With the line containing "Ok(payload)" as the starting point, write out each line exactly through the final line of the listing, both ends included.

******

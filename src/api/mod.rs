// Thin namespace wrapper for API-layer components
pub mod handlers {
    pub use crate::handlers::*;
}

pub mod page {
    pub use crate::page::*;
}

pub mod routes {
    pub use crate::routes::*;
}
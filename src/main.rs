use rust_wallet_risk_api::config::Config;
use rust_wallet_risk_api::handlers::AppState;
use rust_wallet_risk_api::routes::build_router;
use std::sync::Arc;
use tracing_subscriber::{layer::SubscriberExt, util::SubscriberInitExt};

/// Main entry point for the application.
///
/// Initializes logging, loads configuration (refusing to start without a
/// GoPlus API key), builds the GoPlus client and router, then serves.
#[tokio::main]
async fn main() -> anyhow::Result<()> {
    // Initialize tracing
    tracing_subscriber::registry()
        .with(
            tracing_subscriber::EnvFilter::try_from_default_env()
                .unwrap_or_else(|_| "rust_wallet_risk_api=debug,tower_http=debug".into()),
        )
        .with(tracing_subscriber::fmt::layer())
        .init();

    // Load configuration
    let config = Config::from_env()?;
    config.require_api_key()?;
    tracing::info!("Configuration loaded successfully");

    let port = config.port;
    let app_state = Arc::new(AppState::new(config)?);
    tracing::info!(
        "✓ GoPlus client initialized: {} (timeout {}ms)",
        app_state.config.goplus_base_url,
        app_state.config.goplus_timeout_ms
    );

    let app = build_router(app_state);

    // Start server
    let addr = format!("0.0.0.0:{}", port);
    let listener = tokio::net::TcpListener::bind(&addr).await?;
    tracing::info!("Server listening on {}", addr);

    axum::serve(listener, app).await?;

    Ok(())
}
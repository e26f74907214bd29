use crate::address_validator::is_evm_address;
use crate::config::Config;
use crate::errors::{AppError, PROVIDER_FAILURE_MESSAGE};
use serde_json::Value;
use std::time::Duration;
use url::Url;

pub const DEFAULT_TIMEOUT: Duration = Duration::from_millis(2500);

const ADDRESS_SECURITY_PATH: [&str; 3] = ["api", "v1", "address_security"];

/// Client for the GoPlus address-security API.
#[derive(Clone)]
pub struct GoPlusClient {
    client: reqwest::Client,
    base_url: String,
    api_key: Option<String>,
    default_timeout: Duration,
}

impl GoPlusClient {
    /// Creates a new `GoPlusClient`.
    ///
    /// # Arguments
    ///
    /// * `base_url` - Base URL of the GoPlus API.
    /// * `api_key` - API key sent as `X-API-KEY`. A missing key is reported
    ///   on each lookup rather than here.
    pub fn new(base_url: String, api_key: Option<String>) -> Result<Self, AppError> {
        let client = reqwest::Client::builder().build().map_err(|e| {
            AppError::Internal(format!("Failed to create GoPlus client: {}", e))
        })?;

        Ok(Self {
            client,
            base_url: base_url.trim_end_matches('/').to_string(),
            api_key: api_key.filter(|key| !key.trim().is_empty()),
            default_timeout: DEFAULT_TIMEOUT,
        })
    }

    pub fn from_config(config: &Config) -> Result<Self, AppError> {
        Ok(
            Self::new(config.goplus_base_url.clone(), config.goplus_api_key.clone())?
                .with_default_timeout(config.request_timeout()),
        )
    }

    /// Timeout used when a lookup does not pass its own.
    pub fn with_default_timeout(mut self, timeout: Duration) -> Self {
        self.default_timeout = timeout;
        self
    }

    /// Lookup URL for an already normalized address.
    pub fn endpoint_for(&self, normalized: &str) -> Result<Url, AppError> {
        let mut url = Url::parse(&self.base_url)
            .map_err(|e| AppError::Internal(format!("Invalid GoPlus base URL: {}", e)))?;
        url.path_segments_mut()
            .map_err(|_| AppError::Internal("GoPlus base URL cannot be a base".to_string()))?
            .pop_if_empty()
            .extend(ADDRESS_SECURITY_PATH)
            .push(normalized);
        Ok(url)
    }

    /// Fetches the security report for one address.
    ///
    /// The whole exchange runs under `timeout` (or the client default); on
    /// expiry the request future is dropped, which aborts the connection.
    ///
    /// # Returns
    ///
    /// * `Result<Value, AppError>` - The provider payload, unmodified.
    pub async fn fetch_address_security(
        &self,
        address: &str,
        timeout: Option<Duration>,
    ) -> Result<Value, AppError> {
        let Some(api_key) = self.api_key.as_deref() else {
            return Err(AppError::Configuration(
                "Missing GoPlus API key. Set GOPLUS_API_KEY in environment variables.".to_string(),
            ));
        };

        let normalized = normalize_address(address);
        let url = self.endpoint_for(&normalized)?;
        let timeout = timeout.unwrap_or(self.default_timeout);

        tracing::info!("Fetching GoPlus address security for {}", normalized);

        match tokio::time::timeout(timeout, self.send(url, api_key)).await {
            Ok(result) => result,
            Err(_) => {
                tracing::warn!("GoPlus lookup for {} timed out after {:?}", normalized, timeout);
                Err(AppError::Timeout)
            }
        }
    }

    async fn send(&self, url: Url, api_key: &str) -> Result<Value, AppError> {
        let response = self
            .client
            .get(url)
            .header("Accept", "application/json")
            .header("X-API-KEY", api_key)
            .send()
            .await?;

        let status = response.status();
        let payload: Value = response.json().await.map_err(|e| {
            if e.is_timeout() {
                AppError::Timeout
            } else {
                AppError::Connectivity(format!("Failed to parse GoPlus response: {}", e))
            }
        })?;

        let code = payload.get("code").and_then(Value::as_i64);
        if !status.is_success() || code != Some(0) {
            let message = payload
                .get("message")
                .and_then(Value::as_str)
                .unwrap_or(PROVIDER_FAILURE_MESSAGE)
                .to_string();
            return Err(AppError::Provider {
                status: status.as_u16(),
                message,
                payload: Some(payload),
            });
        }

        tracing::debug!("GoPlus lookup succeeded");
        Ok(payload)
    }
}

/// Lower-cases EVM addresses, which are case-insensitive on chain. Other
/// families are case-sensitive and pass through trimmed.
pub fn normalize_address(address: &str) -> String {
    let trimmed = address.trim();
    if is_evm_address(trimmed) {
        trimmed.to_lowercase()
    } else {
        trimmed.to_string()
    }
}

******

Reply =>
        Ok(payload)
    }
}

/// Lower-cases EVM addresses, which are case-insensitive on chain. Other
/// families are case-sensitive and pass through trimmed.
pub fn normalize_address(address: &str) -> String {
    let trimmed = address.trim();
    if is_evm_address(trimmed) {
        trimmed.to_lowercase()
    } else {
        trimmed.to_string()
    }
}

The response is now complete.